▸ **INSTRUCTIONS TO FOLLOW**: Write out the data once more, exactly as it reads.
START RECORD EXTRACTS
//! Model file loading.
//!
//! A model file holds a [`Model`] as JSON or YAML, chosen by extension
//! (`.yaml`/`.yml` parse as YAML, anything else as JSON).

use std::path::Path;

use anyhow::{Context, Result};

use suro_core::Model;

/// Read and parse a model file.
pub fn load_model(path: &Path) -> Result<Model> {
    let content = std::fs::read_to_string(path)
        .with_context(|| format!("failed to read model file {}", path.display()))?;
    let is_yaml = matches!(
        path.extension().and_then(|e| e.to_str()),
        Some("yaml" | "yml")
    );
    let model: Model = if is_yaml {
        serde_yaml::from_str(&content)
            .with_context(|| format!("failed to parse YAML model {}", path.display()))?
    } else {
        serde_json::from_str(&content)
            .with_context(|| format!("failed to parse JSON model {}", path.display()))?
    };
    tracing::info!(
        path = %path.display(),
        model_id = %model.id,
        mappings = model.output_mappings.len(),
        "loaded model"
    );
    Ok(model)
}
//! Errors for conversation command and query handlers.

use thiserror::Error;

use crate::domain::foundation::ValidationError;
use crate::ports::{ChannelError, StoreError};

/// Errors that can occur while recording or replying to conversations.
#[derive(Debug, Clone, Error)]
pub enum ConversationError {
    /// Request is missing a required field.
    #[error("validation failed: {0}")]
    Validation(#[from] ValidationError),

    /// Conversation is absent, or cannot be replied to.
    #[error("{0}")]
    NotFound(String),

    /// A collaborator (store or chat channel) is not configured.
    #[error("{0} is not configured")]
    ServiceUnavailable(&'static str),

    /// Outbound chat send failed.
    #[error("channel error: {0}")]
    Channel(#[from] ChannelError),

    /// Storage failed.
    #[error("storage error: {0}")]
    Storage(StoreError),
}

impl ConversationError {
    pub fn not_found(message: impl Into<String>) -> Self {
        ConversationError::NotFound(message.into())
    }
}

impl From<StoreError> for ConversationError {
    fn from(err: StoreError) -> Self {
        match err {
            StoreError::NotFound(id) => {
                ConversationError::NotFound(format!("Conversation not found: {}", id))
            }
            other => ConversationError::Storage(other),
        }
    }
}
END RECORD EXTRACTS
▸ **TASK OUTPUT**:
//! Model file loading.
//!
//! A model file holds a [`Model`] as JSON or YAML, chosen by extension
//! (`.yaml`/`.yml` parse as YAML, anything else as JSON).

use std::path::Path;

use anyhow::{Context, Result};

use suro_core::Model;

/// Read and parse a model file.
pub fn load_model(path: &Path) -> Result<Model> {
    let content = std::fs::read_to_string(path)
        .with_context(|| format!("failed to read model file {}", path.display()))?;
    let is_yaml = matches!(
        path.extension().and_then(|e| e.to_str()),
        Some("yaml" | "yml")
    );
    let model: Model = if is_yaml {
        serde_yaml::from_str(&content)
            .with_context(|| format!("failed to parse YAML model {}", path.display()))?
    } else {
        serde_json::from_str(&content)
            .with_context(|| format!("failed to parse JSON model {}", path.display()))?
    };
    tracing::info!(
        path = %path.display(),
        model_id = %model.id,
        mappings = model.output_mappings.len(),
        "loaded model"
    );
    Ok(model)
}
//! Errors for conversation command and query handlers.

use thiserror::Error;

use crate::domain::foundation::ValidationError;
use crate::ports::{ChannelError, StoreError};

/// Errors that can occur while recording or replying to conversations.
#[derive(Debug, Clone, Error)]
pub enum ConversationError {
    /// Request is missing a required field.
    #[error("validation failed: {0}")]
    Validation(#[from] ValidationError),

    /// Conversation is absent, or cannot be replied to.
    #[error("{0}")]
    NotFound(String),

    /// A collaborator (store or chat channel) is not configured.
    #[error("{0} is not configured")]
    ServiceUnavailable(&'static str),

    /// Outbound chat send failed.
    #[error("channel error: {0}")]
    Channel(#[from] ChannelError),

    /// Storage failed.
    #[error("storage error: {0}")]
    Storage(StoreError),
}

impl ConversationError {
    pub fn not_found(message: impl Into<String>) -> Self {
        ConversationError::NotFound(message.into())
    }
}

impl From<StoreError> for ConversationError {
    fn from(err: StoreError) -> Self {
        match err {
            StoreError::NotFound(id) => {
                ConversationError::NotFound(format!("Conversation not found: {}", id))
            }
            other => ConversationError::Storage(other),
        }
    }
}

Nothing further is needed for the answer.